La segunda tesis es una consecuencia de la primera: hay que cerrar todas las páginas abiertas e incursionar en maneras definitivamente nuevas de hacer política. Ha llegado la hora del Ave Fénix. Cuatro pasos: aceptar la derrota; reconocer la ingenuidad; mirar a los ojos la maldad infinita, la fealdad monstruosa, el corazón con púas, la bestialidad infrahumana, pero también el poderío que le da la ausencia de escrúpulos, del monstruo al que nos enfrentamos. Y sobre esa base, sobre ese reconocimiento, comenzar de nuevo. 

Mirar atrás solo para aprender. Porque ninguno de los bandos democráticos puede demostrar que su línea era la correcta. Fallaron quienes intentamos la vía electoral, el golpe de Estado, la insurrección popular callejera. También quienes aguardaban a los marines. La derrota es lo único compartido. Lo demás es suposición.
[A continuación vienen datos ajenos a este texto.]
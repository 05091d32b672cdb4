use crate::cmd::{load_config, load_records};
use crate::output::{print_json, score_cell};
use agent_health_core::pipeline::analyze;
use agent_health_core::plan::ImprovementPlan;
use agent_health_core::HealthError;
use std::path::Path;

pub fn run(root: &Path, records: &Path, needle: &str, json: bool) -> anyhow::Result<()> {
    let config = load_config(root)?;
    let analysis = analyze(load_records(records)?, &config)?;
    let agent = analysis
        .find(needle)
        .ok_or_else(|| HealthError::AgentNotFound(needle.to_string()))?;

    let plan = ImprovementPlan::build(agent, &config.thresholds, &config.policy)?;

    if json {
        return print_json(&serde_json::json!({
            "agent": agent,
            "plan": plan,
        }));
    }

    match plan {
        None => println!(
            "{} scores {} ({}); no category below {}. Nothing to fix.",
            agent.identity().key,
            score_cell(agent.health.overall),
            agent.health.status,
            config.thresholds.sub_score_trigger_threshold
        ),
        Some(plan) => {
            println!("Agent:    {}", plan.agent.key);
            println!("Document: {}", plan.document_id);
            println!();
            print!("{}", plan.instructions);
        }
    }
    Ok(())
}
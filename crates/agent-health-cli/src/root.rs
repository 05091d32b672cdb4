use std::path::{Path, PathBuf};

/// Resolve the project root.
///
/// Priority:
/// 1. `--root` flag / `AGENT_HEALTH_ROOT` env var (passed in as `explicit`)
/// 2. Walk upward from `cwd` looking for `.agent-health/`
/// 3. Walk upward from `cwd` looking for `.git/`
/// 4. Fall back to `cwd`
pub fn resolve_root(explicit: Option<&Path>) -> PathBuf {
    if let Some(p) = explicit {
        return p.to_path_buf();
    }
    let cwd = std::env::current_dir().unwrap_or_else(|_| PathBuf::from("."));
    find_upward(&cwd, agent_health_core::paths::HEALTH_DIR)
        .or_else(|| find_upward(&cwd, ".git"))
        .unwrap_or(cwd)
}

fn find_upward(start: &Path, marker: &str) -> Option<PathBuf> {
    start
        .ancestors()
        .find(|dir| dir.join(marker).is_dir())
        .map(Path::to_path_buf)
}

#[cfg(test)]
mod tests {
    use super::*;
    use tempfile::TempDir;

    #[test]
    fn explicit_root_wins() {
        let dir = TempDir::new().unwrap();
        assert_eq!(resolve_root(Some(dir.path())), dir.path());
    }

    #[test]
    fn health_dir_found_from_subdirectory() {
        let dir = TempDir::new().unwrap();
        std::fs::create_dir_all(dir.path().join(".agent-health")).unwrap();
        let deep = dir.path().join("src/deep");
        std::fs::create_dir_all(&deep).unwrap();
        assert_eq!(find_upward(&deep, ".agent-health").unwrap(), dir.path());
    }

    #[test]
    fn missing_marker_is_none() {
        let dir = TempDir::new().unwrap();
        assert!(find_upward(dir.path(), ".agent-health-missing-marker").is_none());
    }
}
use crate::output::{print_json, print_table, score_cell};
use agent_health_core::history::History;
use anyhow::Context;
use std::path::Path;

pub fn run(root: &Path, agent: Option<&str>, json: bool) -> anyhow::Result<()> {
    let history = History::load(root).context("failed to load history")?;
    let entries: Vec<_> = match agent {
        Some(key) => history.for_agent(key).collect(),
        None => history.entries.iter().collect(),
    };

    if json {
        return print_json(&entries);
    }
    if entries.is_empty() {
        println!("No improvement history.");
        return Ok(());
    }

    let rows = entries
        .iter()
        .map(|e| {
            let categories: Vec<&str> = e.categories.iter().map(|c| c.as_str()).collect();
            vec![
                e.recorded_at.format("%Y-%m-%d %H:%M").to_string(),
                e.agent_key.clone(),
                e.document_id.clone(),
                score_cell(e.score_before),
                score_cell(e.target_score),
                categories.join(","),
                e.outcome.to_string(),
            ]
        })
        .collect();
    print_table(
        &["RECORDED", "AGENT", "DOCUMENT", "BEFORE", "TARGET", "CATEGORIES", "OUTCOME"],
        rows,
    );
    Ok(())
}
use agent_health_core::score::display_score;
use serde::Serialize;

pub fn print_json<T: Serialize>(value: &T) -> anyhow::Result<()> {
    println!("{}", serde_json::to_string_pretty(value)?);
    Ok(())
}

/// Left-aligned columns separated by two spaces, with a dashed rule under
/// the header.
pub fn print_table(headers: &[&str], rows: Vec<Vec<String>>) {
    let mut widths: Vec<usize> = headers.iter().map(|h| h.len()).collect();
    for row in &rows {
        for (width, cell) in widths.iter_mut().zip(row) {
            *width = (*width).max(cell.len());
        }
    }

    println!("{}", pad_row(headers.iter().copied(), &widths));
    let rule: Vec<String> = widths.iter().map(|&w| "-".repeat(w)).collect();
    println!("{}", rule.join("  "));
    for row in &rows {
        println!("{}", pad_row(row.iter().map(String::as_str), &widths));
    }
}

fn pad_row<'a>(cells: impl Iterator<Item = &'a str>, widths: &[usize]) -> String {
    let padded: Vec<String> = cells
        .zip(widths)
        .map(|(cell, &w)| format!("{cell:w$}"))
        .collect();
    padded.join("  ").trim_end().to_string()
}

pub fn score_cell(value: f64) -> String {
    display_score(value)
}
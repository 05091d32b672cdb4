use agent_health_core::metrics::RecordFormat;
use agent_health_core::roster::Roster;
use agent_health_core::synthetic::Generator;
use anyhow::Context;
use chrono::Utc;
use std::path::Path;

pub fn run(root: &Path, seed: Option<u64>, days: i64, out: Option<&Path>) -> anyhow::Result<()> {
    let roster = Roster::load(root).context("failed to load roster")?;
    if roster.agents.is_empty() {
        anyhow::bail!("roster is empty; add agents with 'agent-health roster add'");
    }

    let mut generator = match seed {
        Some(seed) => Generator::seeded(seed),
        None => Generator::from_entropy(),
    }
    .with_window_days(days);
    let records = generator.generate(&roster.agents, Utc::now());

    let format = out.map(RecordFormat::from_path).unwrap_or(RecordFormat::Json);
    let data = match format {
        RecordFormat::Json => serde_json::to_string_pretty(&records)?,
        RecordFormat::Yaml => serde_yaml::to_string(&records)?,
    };

    match out {
        Some(path) => {
            agent_health_core::io::atomic_write(path, data.as_bytes())
                .with_context(|| format!("failed to write {}", path.display()))?;
            eprintln!("Wrote {} records to {}", records.len(), path.display());
        }
        None => println!("{data}"),
    }
    Ok(())
}
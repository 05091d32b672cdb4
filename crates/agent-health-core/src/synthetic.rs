//! Synthetic metrics producer.
//!
//! Stands in for the dashboard extractor when no real counters are
//! available. Agents that already received a plan draw from the improved
//! distribution; everyone else draws from the baseline one.

use crate::metrics::{MetricsRecord, ObservationWindow};
use crate::roster::Agent;
use chrono::{DateTime, Utc};
use rand::rngs::StdRng;
use rand::{Rng, SeedableRng};
use std::ops::RangeInclusive;

#[derive(Debug, Clone)]
struct Profile {
    commits: RangeInclusive<u32>,
    pull_requests: RangeInclusive<u32>,
    code_reviews: RangeInclusive<u32>,
    bugs_introduced: RangeInclusive<u32>,
    tech_debt_index: RangeInclusive<f64>,
    velocity: RangeInclusive<f64>,
}

fn baseline() -> Profile {
    Profile {
        commits: 1..=6,
        pull_requests: 0..=2,
        code_reviews: 0..=2,
        bugs_introduced: 1..=6,
        tech_debt_index: 45.0..=80.0,
        velocity: 1.0..=4.0,
    }
}

fn improved() -> Profile {
    Profile {
        commits: 10..=16,
        pull_requests: 4..=8,
        code_reviews: 4..=8,
        bugs_introduced: 0..=1,
        tech_debt_index: 0.0..=15.0,
        velocity: 8.0..=10.0,
    }
}

pub struct Generator {
    rng: StdRng,
    window_days: i64,
}

impl Generator {
    pub fn seeded(seed: u64) -> Self {
        Self {
            rng: StdRng::seed_from_u64(seed),
            window_days: 7,
        }
    }

    pub fn from_entropy() -> Self {
        Self {
            rng: StdRng::from_entropy(),
            window_days: 7,
        }
    }

    pub fn with_window_days(mut self, days: i64) -> Self {
        self.window_days = days.max(1);
        self
    }

    pub fn record_for(&mut self, agent: &Agent, window_end: DateTime<Utc>) -> MetricsRecord {
        let p = if agent.is_improved() {
            improved()
        } else {
            baseline()
        };
        let commits = self.rng.gen_range(p.commits);
        MetricsRecord {
            agent: agent.identity(),
            window: ObservationWindow::ending_at(window_end, self.window_days),
            commits,
            pull_requests: self.rng.gen_range(p.pull_requests),
            code_reviews: self.rng.gen_range(p.code_reviews),
            bugs_introduced: self.rng.gen_range(p.bugs_introduced),
            lines_added: commits as u64 * self.rng.gen_range(20..=120),
            lines_removed: commits as u64 * self.rng.gen_range(0..=60),
            tech_debt_index: round1(self.rng.gen_range(p.tech_debt_index)),
            velocity: round1(self.rng.gen_range(p.velocity)),
        }
    }

    pub fn generate(&mut self, agents: &[Agent], window_end: DateTime<Utc>) -> Vec<MetricsRecord> {
        agents
            .iter()
            .map(|a| self.record_for(a, window_end))
            .collect()
    }
}

fn round1(v: f64) -> f64 {
    (v * 10.0).round() / 10.0
}

#[cfg(test)]
mod tests {
    use super::*;
    use crate::config::Thresholds;
    use crate::score::score;
    use crate::types::{Role, Status};

    fn agents() -> Vec<Agent> {
        let mut improved = Agent::new("Ops Bot", "ops@agents.dev", Role::DevOpsEngineer);
        improved.last_improved_at = Some(Utc::now());
        vec![
            Agent::new("Backend Bot", "backend@agents.dev", Role::BackendDeveloper),
            improved,
        ]
    }

    #[test]
    fn same_seed_same_records() {
        let end = Utc::now();
        let a = Generator::seeded(7).generate(&agents(), end);
        let b = Generator::seeded(7).generate(&agents(), end);
        assert_eq!(a, b);
    }

    #[test]
    fn generated_records_are_valid() {
        let end = Utc::now();
        let mut generator = Generator::seeded(1).with_window_days(14);
        for _ in 0..50 {
            for record in generator.generate(&agents(), end) {
                record.validate().unwrap();
                assert_eq!(record.window.end - record.window.start, chrono::Duration::days(14));
            }
        }
    }

    #[test]
    fn improved_agents_score_healthy_and_baseline_does_not() {
        let end = Utc::now();
        let t = Thresholds::default();
        let mut generator = Generator::seeded(42);
        for _ in 0..50 {
            let records = generator.generate(&agents(), end);
            assert_ne!(score(&records[0], &t).status, Status::Healthy);
            assert_eq!(score(&records[1], &t).status, Status::Healthy);
        }
    }
}
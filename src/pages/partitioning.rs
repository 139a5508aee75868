use crate::prelude::*;
use relm4::{ComponentParts, ComponentSender, SimpleComponent};

/// Three radio choices, never read back. "Erase disk" starts active.
pub struct PartitioningPage;

#[relm4::component(pub)]
impl SimpleComponent for PartitioningPage {
    type Init = ();
    type Input = ();
    type Output = ();

    view! {
        gtk::Box {
            set_orientation: gtk::Orientation::Vertical,
            set_spacing: 12,
            set_margin_all: 24,
            set_vexpand: true,
            set_hexpand: true,

            gtk::Label {
                set_label: "Partitioning Options\n\nHow would you like to partition the disk?",
                set_halign: gtk::Align::Center,
                set_justify: gtk::Justification::Center,
            },

            #[name(erase)]
            gtk::CheckButton {
                set_label: Some("Erase disk and install"),
                set_active: true,
            },

            #[name(alongside)]
            gtk::CheckButton {
                set_label: Some("Install alongside existing OS"),
            },

            #[name(manual)]
            gtk::CheckButton {
                set_label: Some("Manual partitioning"),
            },
        }
    }

    fn init(
        (): Self::Init,
        root: Self::Root,
        _sender: ComponentSender<Self>,
    ) -> ComponentParts<Self> {
        let model = Self {};
        let widgets = view_output!();

        widgets.alongside.set_group(Some(&widgets.erase));
        widgets.manual.set_group(Some(&widgets.erase));

        tracing::debug!("partitioning page created");

        ComponentParts { model, widgets }
    }
}
pub mod complete;
pub mod disk_selection;
pub mod installation;
pub mod partitioning;
pub mod user_setup;
pub mod welcome;
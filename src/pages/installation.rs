use crate::prelude::*;
use relm4::{ComponentParts, ComponentSender, SimpleComponent};

// The fraction is fixed; there is no backend reporting real progress.
const PLACEHOLDER_FRACTION: f64 = 0.45;

pub struct InstallationPage;

#[relm4::component(pub)]
impl SimpleComponent for InstallationPage {
    type Init = ();
    type Input = ();
    type Output = ();

    view! {
        gtk::Box {
            set_orientation: gtk::Orientation::Vertical,
            set_spacing: 12,
            set_margin_all: 24,
            set_vexpand: true,
            set_hexpand: true,
            set_valign: gtk::Align::Center,

            gtk::Label {
                set_label: "Installing System\n\n\
                            Please wait while the system is being installed...",
                set_halign: gtk::Align::Center,
                set_justify: gtk::Justification::Center,
            },

            gtk::ProgressBar {
                set_fraction: PLACEHOLDER_FRACTION,
                set_text: Some("Installing packages..."),
                set_show_text: true,
                set_size_request: (400, -1),
                set_halign: gtk::Align::Center,
            },
        }
    }

    fn init(
        (): Self::Init,
        root: Self::Root,
        _sender: ComponentSender<Self>,
    ) -> ComponentParts<Self> {
        let model = Self {};
        let widgets = view_output!();

        tracing::debug!("installation page created");

        ComponentParts { model, widgets }
    }
}
#![warn(rust_2018_idioms)]
mod cfg;
mod chrome;
mod navigator;
mod pages;
mod prelude;
mod system;

use crate::prelude::*;
use cfg::InstallerConfig;
use chrome::{Presentation, WindowChrome};
use color_eyre::Result;
use navigator::{BackOutcome, NextOutcome};
use pages::{
    complete::CompletePage, disk_selection::DiskSelectionPage, installation::InstallationPage,
    partitioning::PartitioningPage, user_setup::UserSetupPage, welcome::WelcomePage,
};
use relm4::{ComponentParts, ComponentSender, RelmApp, SimpleComponent};

const APP_ID: &str = "org.slipstream.Installer";

struct AppModel {
    page: Page,
    chrome: WindowChrome,
    welcome_page: Controller<WelcomePage>,
    disk_selection_page: Controller<DiskSelectionPage>,
    partitioning_page: Controller<PartitioningPage>,
    user_setup_page: Controller<UserSetupPage>,
    installation_page: Controller<InstallationPage>,
    complete_page: Controller<CompletePage>,
}

#[derive(Debug)]
enum AppMsg {
    Next,
    Back,
}

#[relm4::component]
impl SimpleComponent for AppModel {
    type Init = InstallerConfig;
    type Input = AppMsg;
    type Output = ();

    view! {
        gtk::ApplicationWindow {
            set_title: Some(model.chrome.title),
            add_css_class: model.chrome.css_class,
            set_vexpand: true,

            gtk::Box {
                set_vexpand: true,
                set_orientation: gtk::Orientation::Vertical,

                gtk::Box {
                    set_vexpand: true,

                    #[transition = "SlideLeftRight"]
                    match model.page {
                        Page::Welcome => *model.welcome_page.widget(),
                        Page::DiskSelection => *model.disk_selection_page.widget(),
                        Page::Partitioning => *model.partitioning_page.widget(),
                        Page::UserSetup => *model.user_setup_page.widget(),
                        Page::Installation => *model.installation_page.widget(),
                        Page::Complete => *model.complete_page.widget(),
                    }
                },

                gtk::Box {
                    set_orientation: gtk::Orientation::Horizontal,
                    set_spacing: 12,
                    set_halign: gtk::Align::End,
                    set_margin_bottom: 24,
                    set_margin_start: 24,
                    set_margin_end: 24,

                    gtk::Button {
                        #[watch]
                        set_label: navigator::buttons(model.page).back_label,
                        connect_clicked => AppMsg::Back,
                    },

                    gtk::Button {
                        #[watch]
                        set_label: navigator::buttons(model.page).next_label,
                        #[watch]
                        set_sensitive: navigator::buttons(model.page).next_enabled,
                        #[watch]
                        set_css_classes: &[navigator::buttons(model.page).next_style.css_class()],
                        connect_clicked => AppMsg::Next,
                    },
                }
            }
        }
    }

    fn init(
        config: Self::Init,
        root: Self::Root,
        sender: ComponentSender<Self>,
    ) -> ComponentParts<Self> {
        let model = Self {
            page: Page::default(),
            chrome: WindowChrome::for_config(&config),
            welcome_page: WelcomePage::builder().launch(config.mode).detach(),
            disk_selection_page: DiskSelectionPage::builder().launch(()).detach(),
            partitioning_page: PartitioningPage::builder().launch(()).detach(),
            user_setup_page: UserSetupPage::builder().launch(()).detach(),
            installation_page: InstallationPage::builder().launch(()).detach(),
            complete_page: CompletePage::builder().launch(()).detach(),
        };

        let widgets = view_output!();

        match model.chrome.presentation {
            Presentation::Fullscreen => root.fullscreen(),
            Presentation::Windowed { width, height } => root.set_default_size(width, height),
        }

        tracing::debug!(chrome = ?model.chrome, "main window set up");

        ComponentParts { model, widgets }
    }

    fn update(&mut self, msg: Self::Input, _sender: ComponentSender<Self>) {
        match msg {
            AppMsg::Next => match navigator::on_next(self.page) {
                NextOutcome::Advance(next) => {
                    tracing::debug!(from = ?self.page, to = ?next, "next clicked");
                    self.page = next;
                    if next == Page::Installation {
                        system::begin_install();
                    }
                }
                NextOutcome::RequestRestart => system::request_restart(),
                NextOutcome::Inert => {}
            },
            AppMsg::Back => match navigator::on_back(self.page) {
                BackOutcome::Retreat(prev) => {
                    tracing::debug!(from = ?self.page, to = ?prev, "back clicked");
                    self.page = prev;
                }
                BackOutcome::RequestExit => {
                    tracing::info!("exit requested from welcome page");
                    relm4::main_application().quit();
                }
            },
        }
    }
}

fn main() -> Result<()> {
    let config = cfg::from_env();

    if config.show_version {
        println!("{}", cfg::VERSION_LINE);
        println!(
            "Built with GTK {}.{}.{}",
            gtk::major_version(),
            gtk::minor_version(),
            gtk::micro_version()
        );
        return Ok(());
    }
    if config.show_help {
        println!("{}", cfg::USAGE);
        return Ok(());
    }

    setup_logs(config.debug)?;
    tracing::debug!(?config, "starting slipstream");

    RelmApp::new(APP_ID).run::<AppModel>(config);
    Ok(())
}

/// Timestamped logging to stdout; `--debug` raises the default level to
/// DEBUG, `RUST_LOG` overrides everything.
fn setup_logs(debug: bool) -> Result<()> {
    color_eyre::install()?;

    let default_level = if debug {
        tracing::level_filters::LevelFilter::DEBUG
    } else {
        tracing::level_filters::LevelFilter::INFO
    };
    let filter = tracing_subscriber::EnvFilter::builder()
        .with_default_directive(default_level.into())
        .from_env_lossy();
    tracing_subscriber::fmt()
        .with_env_filter(filter)
        .with_writer(std::io::stdout)
        .try_init()
        .map_err(|e| color_eyre::eyre::eyre!("failed to set tracing subscriber: {e}"))?;
    Ok(())
}
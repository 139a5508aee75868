//! External collaborators the navigator only signals. Neither of these does
//! real installer work; the front end records the request and, for restart,
//! hands off to systemd.

/// Entering the Installation page. A real backend would pick the signal up
/// here; this front end has none.
pub fn begin_install() {
    tracing::info!("installation requested; no backend is wired up");
}

/// "Restart" on the Complete page. A spawn failure is logged and otherwise
/// ignored; the installer keeps running.
pub fn request_restart() {
    tracing::info!("restart requested");
    if let Err(e) = std::process::Command::new("systemctl").arg("reboot").status() {
        tracing::error!("failed to run systemctl reboot: {e}");
    }
}
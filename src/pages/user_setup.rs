use crate::prelude::*;
use relm4::{ComponentParts, ComponentSender, SimpleComponent};

/// Account form. The entries are inert; nothing reads them back.
pub struct UserSetupPage;

#[relm4::component(pub)]
impl SimpleComponent for UserSetupPage {
    type Init = ();
    type Input = ();
    type Output = ();

    view! {
        gtk::Box {
            set_orientation: gtk::Orientation::Vertical,
            set_spacing: 12,
            set_margin_all: 24,
            set_vexpand: true,
            set_hexpand: true,

            gtk::Label {
                set_label: "Create User Account\n\nSet up your user account for the new system.",
                set_halign: gtk::Align::Center,
                set_justify: gtk::Justification::Center,
            },

            gtk::Grid {
                set_row_spacing: 12,
                set_column_spacing: 12,
                set_halign: gtk::Align::Center,

                attach[0, 0, 1, 1] = &gtk::Label {
                    set_label: "Full Name:",
                },
                attach[1, 0, 1, 1] = &gtk::Entry {
                    set_size_request: (250, -1),
                },

                attach[0, 1, 1, 1] = &gtk::Label {
                    set_label: "Username:",
                },
                attach[1, 1, 1, 1] = &gtk::Entry {},

                attach[0, 2, 1, 1] = &gtk::Label {
                    set_label: "Password:",
                },
                attach[1, 2, 1, 1] = &gtk::Entry {
                    set_visibility: false,
                },
            },
        }
    }

    fn init(
        (): Self::Init,
        root: Self::Root,
        _sender: ComponentSender<Self>,
    ) -> ComponentParts<Self> {
        let model = Self {};
        let widgets = view_output!();

        tracing::debug!("user setup page created");

        ComponentParts { model, widgets }
    }
}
Las vías que conocimos ya no tienen sentido frente a un régimen que, por mantenerse en el poder, ha violado a su antojo la Constitución, reprimido sin piedad a sus connacionales y puesto en riesgo la propia existencia de la nación.

Hubo un tiempo cuando la dirigencia se peleaba los camarotes preferenciales del Titanic mientras, unas leguas marinas adelante, el iceberg aguardaba en silencio. Ahora ya es de madrugada. El trasatlántico está a punto de desaparecer tragado por las aguas. Lo único disputable son los botes salvavidas. Solo queda aprender a remar juntos. O por lo menos sin interferir en el remo de los otros.